Without changing anything, reproduce every record below.
== MATERIAL FOR THIS EXERCISE
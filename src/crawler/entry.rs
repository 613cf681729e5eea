//! Entry page parsing and CVE extraction.

use std::collections::HashSet;
use std::sync::LazyLock;

use scraper::{ElementRef, Html, Node, Selector};

use super::EntryError;
use crate::database::CveRecord;

static CONTENT: LazyLock<Selector> =
    LazyLock::new(|| Selector::parse("section.ency_content").expect("valid selector"));
static ANCHORS: LazyLock<Selector> =
    LazyLock::new(|| Selector::parse("a").expect("valid selector"));
static TITLE: LazyLock<Selector> =
    LazyLock::new(|| Selector::parse("h2.title").expect("valid selector"));
static PARAGRAPH: LazyLock<Selector> =
    LazyLock::new(|| Selector::parse("p").expect("valid selector"));

/// Extract one record per distinct CVE referenced by the entry.
///
/// Entries without CVE references yield an empty list.
pub fn parse_entry(html: &str, entry_url: &str, source: &str) -> Result<Vec<CveRecord>, EntryError> {
    let document = Html::parse_document(html);
    let content = document
        .select(&CONTENT)
        .next()
        .ok_or(EntryError::MissingContent)?;

    let cve_ids = cve_references(content);
    if cve_ids.is_empty() {
        return Ok(Vec::new());
    }

    let vuln_name = content
        .select(&TITLE)
        .next()
        .map(|title| collapse_whitespace(&title.text().collect::<String>()))
        .filter(|name| !name.is_empty())
        .ok_or(EntryError::MissingTitle)?;

    let description = content
        .select(&PARAGRAPH)
        .next()
        .map(format_description)
        .unwrap_or_default();

    Ok(cve_ids
        .into_iter()
        .map(|cve_id| CveRecord::new(cve_id, vuln_name.clone(), description.clone(), source, entry_url))
        .collect())
}

/// Anchor texts starting with `CVE`, in document order, without duplicates.
fn cve_references(content: ElementRef<'_>) -> Vec<String> {
    let mut seen = HashSet::new();
    content
        .select(&ANCHORS)
        .map(|anchor| anchor.text().collect::<String>().trim().to_string())
        .filter(|text| text.starts_with("CVE"))
        .filter(|text| seen.insert(text.clone()))
        .collect()
}

/// Flatten a description paragraph into plain text.
///
/// Line breaks are dropped, links are replaced by their text, and any other
/// markup is kept verbatim as HTML.
pub fn format_description(paragraph: ElementRef<'_>) -> String {
    let mut parts: Vec<String> = Vec::new();

    for child in paragraph.children() {
        match child.value() {
            Node::Text(text) => parts.push(text.text.to_string()),
            Node::Element(element) => {
                let Some(element_ref) = ElementRef::wrap(child) else {
                    continue;
                };
                match element.name() {
                    "br" => {}
                    "a" => parts.push(element_ref.text().collect()),
                    _ => parts.push(element_ref.html()),
                }
            }
            _ => {}
        }
    }

    let joined = parts
        .iter()
        .map(|part| part.trim())
        .filter(|part| !part.is_empty())
        .collect::<Vec<_>>()
        .join(" ");
    collapse_whitespace(&joined)
}

fn collapse_whitespace(text: &str) -> String {
    text.split_whitespace().collect::<Vec<_>>().join(" ")
}

#[cfg(test)]
mod tests {
    use super::*;

    const URL: &str = "https://www.fortiguard.com/encyclopedia/ips/51006";

    const LOG4J: &str = r#"
        <html><body>
        <section class="ency_content">
          <h2 class="title">Apache.Log4j.Error.Log.Remote.Code.Execution</h2>
          <p>This indicates an attack attempt to exploit a
             Remote Code Execution vulnerability in <a href="https://logging.apache.org">Apache Log4j</a>.<br/>
             The vulnerability is due to <em>insufficient</em> sanitizing.</p>
          <p>Second paragraph is ignored.</p>
          <h3>CVE References</h3>
          <a href="/encyclopedia/cve/1">CVE-2021-44228</a>
          <a href="/encyclopedia/cve/2"> CVE-2021-45046 </a>
          <a href="/encyclopedia/cve/1">CVE-2021-44228</a>
          <a href="/encyclopedia/other">Vendor advisory</a>
        </section>
        </body></html>
    "#;

    #[test]
    fn test_extracts_each_cve_once() {
        let records = parse_entry(LOG4J, URL, "ips").unwrap();

        let ids: Vec<&str> = records.iter().map(|r| r.cve_id.as_str()).collect();
        assert_eq!(ids, vec!["CVE-2021-44228", "CVE-2021-45046"]);

        let first = &records[0];
        assert_eq!(first.vuln_name, "Apache.Log4j.Error.Log.Remote.Code.Execution");
        assert_eq!(first.source, "ips");
        assert_eq!(first.entry_url, URL);
        assert_eq!(records[1].description, first.description);
    }

    #[test]
    fn test_description_formatting() {
        let records = parse_entry(LOG4J, URL, "ips").unwrap();
        assert_eq!(
            records[0].description,
            "This indicates an attack attempt to exploit a Remote Code Execution \
             vulnerability in Apache Log4j . The vulnerability is due to \
             <em>insufficient</em> sanitizing."
        );
    }

    #[test]
    fn test_entry_without_cves_is_empty() {
        let html = r#"
            <section class="ency_content">
              <h2 class="title">Some.Botnet</h2>
              <p>No references here.</p>
              <a href="/x">Related</a>
            </section>
        "#;
        assert!(parse_entry(html, URL, "ips").unwrap().is_empty());
    }

    #[test]
    fn test_missing_content_is_an_error() {
        let html = "<html><body><h1>Service Unavailable</h1></body></html>";
        assert_eq!(parse_entry(html, URL, "ips").unwrap_err(), EntryError::MissingContent);
    }

    #[test]
    fn test_missing_title_is_an_error() {
        let html = r#"<section class="ency_content"><p>x</p><a>CVE-2019-0001</a></section>"#;
        assert_eq!(parse_entry(html, URL, "ips").unwrap_err(), EntryError::MissingTitle);
    }

    #[test]
    fn test_missing_paragraph_gives_empty_description() {
        let html = r#"
            <section class="ency_content">
              <h2 class="title">FortiClient.Issue</h2>
              <a>CVE-2020-9290</a>
            </section>
        "#;
        let records = parse_entry(html, URL, "forticlientvuln").unwrap();
        assert_eq!(records.len(), 1);
        assert_eq!(records[0].description, "");
    }
}
//! Cache configuration.

use std::time::Duration;

/// Configuration for a cache instance.
#[derive(Debug, Clone)]
pub struct CacheConfig {
    /// Maximum number of entries in the cache.
    pub max_capacity: u64,

    /// Time-to-live for cache entries.
    pub ttl: Option<Duration>,

    /// Time-to-idle for cache entries.
    pub tti: Option<Duration>,
}

impl Default for CacheConfig {
    fn default() -> Self {
        Self {
            max_capacity: 10_000,
            ttl: Some(Duration::from_secs(300)), // 5 minutes
            tti: None,
        }
    }
}

impl CacheConfig {
    /// Create a new cache config with the given max capacity.
    pub fn with_capacity(max_capacity: u64) -> Self {
        Self {
            max_capacity,
            ..Default::default()
        }
    }

    /// Set time-to-live for cache entries.
    #[must_use]
    pub fn ttl(mut self, duration: Duration) -> Self {
        self.ttl = Some(duration);
        self
    }

    /// Disable TTL (entries live until evicted by capacity).
    #[must_use]
    pub fn no_ttl(mut self) -> Self {
        self.ttl = None;
        self
    }

    /// Entry URLs seen during a run.
    /// Both encyclopedia listings together hold tens of thousands of entries.
    pub fn visited_entries() -> Self {
        Self::with_capacity(200_000).no_ttl()
    }

    /// Last persisted record per CVE id.
    pub fn persisted_records() -> Self {
        Self::with_capacity(100_000).ttl(Duration::from_secs(6 * 3600))
    }
}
====
**REPLY:**
filename src/crawler/entry.rs
repository 613cf681729e5eea
//! Entry page parsing and CVE extraction.

use std::collections::HashSet;
use std::sync::LazyLock;

use scraper::{ElementRef, Html, Node, Selector};

use super::EntryError;
use crate::database::CveRecord;

static CONTENT: LazyLock<Selector> =
    LazyLock::new(|| Selector::parse("section.ency_content").expect("valid selector"));
static ANCHORS: LazyLock<Selector> =
    LazyLock::new(|| Selector::parse("a").expect("valid selector"));
static TITLE: LazyLock<Selector> =
    LazyLock::new(|| Selector::parse("h2.title").expect("valid selector"));
static PARAGRAPH: LazyLock<Selector> =
    LazyLock::new(|| Selector::parse("p").expect("valid selector"));

/// Extract one record per distinct CVE referenced by the entry.
///
/// Entries without CVE references yield an empty list.
pub fn parse_entry(html: &str, entry_url: &str, source: &str) -> Result<Vec<CveRecord>, EntryError> {
    let document = Html::parse_document(html);
    let content = document
        .select(&CONTENT)
        .next()
        .ok_or(EntryError::MissingContent)?;

    let cve_ids = cve_references(content);
    if cve_ids.is_empty() {
        return Ok(Vec::new());
    }

    let vuln_name = content
        .select(&TITLE)
        .next()
        .map(|title| collapse_whitespace(&title.text().collect::<String>()))
        .filter(|name| !name.is_empty())
        .ok_or(EntryError::MissingTitle)?;

    let description = content
        .select(&PARAGRAPH)
        .next()
        .map(format_description)
        .unwrap_or_default();

    Ok(cve_ids
        .into_iter()
        .map(|cve_id| CveRecord::new(cve_id, vuln_name.clone(), description.clone(), source, entry_url))
        .collect())
}

/// Anchor texts starting with `CVE`, in document order, without duplicates.
fn cve_references(content: ElementRef<'_>) -> Vec<String> {
    let mut seen = HashSet::new();
    content
        .select(&ANCHORS)
        .map(|anchor| anchor.text().collect::<String>().trim().to_string())
        .filter(|text| text.starts_with("CVE"))
        .filter(|text| seen.insert(text.clone()))
        .collect()
}

/// Flatten a description paragraph into plain text.
///
/// Line breaks are dropped, links are replaced by their text, and any other
/// markup is kept verbatim as HTML.
pub fn format_description(paragraph: ElementRef<'_>) -> String {
    let mut parts: Vec<String> = Vec::new();

    for child in paragraph.children() {
        match child.value() {
            Node::Text(text) => parts.push(text.text.to_string()),
            Node::Element(element) => {
                let Some(element_ref) = ElementRef::wrap(child) else {
                    continue;
                };
                match element.name() {
                    "br" => {}
                    "a" => parts.push(element_ref.text().collect()),
                    _ => parts.push(element_ref.html()),
                }
            }
            _ => {}
        }
    }

    let joined = parts
        .iter()
        .map(|part| part.trim())
        .filter(|part| !part.is_empty())
        .collect::<Vec<_>>()
        .join(" ");
    collapse_whitespace(&joined)
}

fn collapse_whitespace(text: &str) -> String {
    text.split_whitespace().collect::<Vec<_>>().join(" ")
}

#[cfg(test)]
mod tests {
    use super::*;

    const URL: &str = "https://www.fortiguard.com/encyclopedia/ips/51006";

    const LOG4J: &str = r#"
        <html><body>
        <section class="ency_content">
          <h2 class="title">Apache.Log4j.Error.Log.Remote.Code.Execution</h2>
          <p>This indicates an attack attempt to exploit a
             Remote Code Execution vulnerability in <a href="https://logging.apache.org">Apache Log4j</a>.<br/>
             The vulnerability is due to <em>insufficient</em> sanitizing.</p>
          <p>Second paragraph is ignored.</p>
          <h3>CVE References</h3>
          <a href="/encyclopedia/cve/1">CVE-2021-44228</a>
          <a href="/encyclopedia/cve/2"> CVE-2021-45046 </a>
          <a href="/encyclopedia/cve/1">CVE-2021-44228</a>
          <a href="/encyclopedia/other">Vendor advisory</a>
        </section>
        </body></html>
    "#;

    #[test]
    fn test_extracts_each_cve_once() {
        let records = parse_entry(LOG4J, URL, "ips").unwrap();

        let ids: Vec<&str> = records.iter().map(|r| r.cve_id.as_str()).collect();
        assert_eq!(ids, vec!["CVE-2021-44228", "CVE-2021-45046"]);

        let first = &records[0];
        assert_eq!(first.vuln_name, "Apache.Log4j.Error.Log.Remote.Code.Execution");
        assert_eq!(first.source, "ips");
        assert_eq!(first.entry_url, URL);
        assert_eq!(records[1].description, first.description);
    }

    #[test]
    fn test_description_formatting() {
        let records = parse_entry(LOG4J, URL, "ips").unwrap();
        assert_eq!(
            records[0].description,
            "This indicates an attack attempt to exploit a Remote Code Execution \
             vulnerability in Apache Log4j . The vulnerability is due to \
             <em>insufficient</em> sanitizing."
        );
    }

    #[test]
    fn test_entry_without_cves_is_empty() {
        let html = r#"
            <section class="ency_content">
              <h2 class="title">Some.Botnet</h2>
              <p>No references here.</p>
              <a href="/x">Related</a>
            </section>
        "#;
        assert!(parse_entry(html, URL, "ips").unwrap().is_empty());
    }

    #[test]
    fn test_missing_content_is_an_error() {
        let html = "<html><body><h1>Service Unavailable</h1></body></html>";
        assert_eq!(parse_entry(html, URL, "ips").unwrap_err(), EntryError::MissingContent);
    }

    #[test]
    fn test_missing_title_is_an_error() {
        let html = r#"<section class="ency_content"><p>x</p><a>CVE-2019-0001</a></section>"#;
        assert_eq!(parse_entry(html, URL, "ips").unwrap_err(), EntryError::MissingTitle);
    }

    #[test]
    fn test_missing_paragraph_gives_empty_description() {
        let html = r#"
            <section class="ency_content">
              <h2 class="title">FortiClient.Issue</h2>
              <a>CVE-2020-9290</a>
            </section>
        "#;
        let records = parse_entry(html, URL, "forticlientvuln").unwrap();
        assert_eq!(records.len(), 1);
        assert_eq!(records[0].description, "");
    }
}
//! Cache configuration.

use std::time::Duration;

/// Configuration for a cache instance.
#[derive(Debug, Clone)]
pub struct CacheConfig {
    /// Maximum number of entries in the cache.
    pub max_capacity: u64,

    /// Time-to-live for cache entries.
    pub ttl: Option<Duration>,

    /// Time-to-idle for cache entries.
    pub tti: Option<Duration>,
}

impl Default for CacheConfig {
    fn default() -> Self {
        Self {
            max_capacity: 10_000,
            ttl: Some(Duration::from_secs(300)), // 5 minutes
            tti: None,
        }
    }
}

impl CacheConfig {
    /// Create a new cache config with the given max capacity.
    pub fn with_capacity(max_capacity: u64) -> Self {
        Self {
            max_capacity,
            ..Default::default()
        }
    }

    /// Set time-to-live for cache entries.
    #[must_use]
    pub fn ttl(mut self, duration: Duration) -> Self {
        self.ttl = Some(duration);
        self
    }

    /// Disable TTL (entries live until evicted by capacity).
    #[must_use]
    pub fn no_ttl(mut self) -> Self {
        self.ttl = None;
        self
    }

    /// Entry URLs seen during a run.
    /// Both encyclopedia listings together hold tens of thousands of entries.
    pub fn visited_entries() -> Self {
        Self::with_capacity(200_000).no_ttl()
    }

    /// Last persisted record per CVE id.
    pub fn persisted_records() -> Self {
        Self::with_capacity(100_000).ttl(Duration::from_secs(6 * 3600))
    }
}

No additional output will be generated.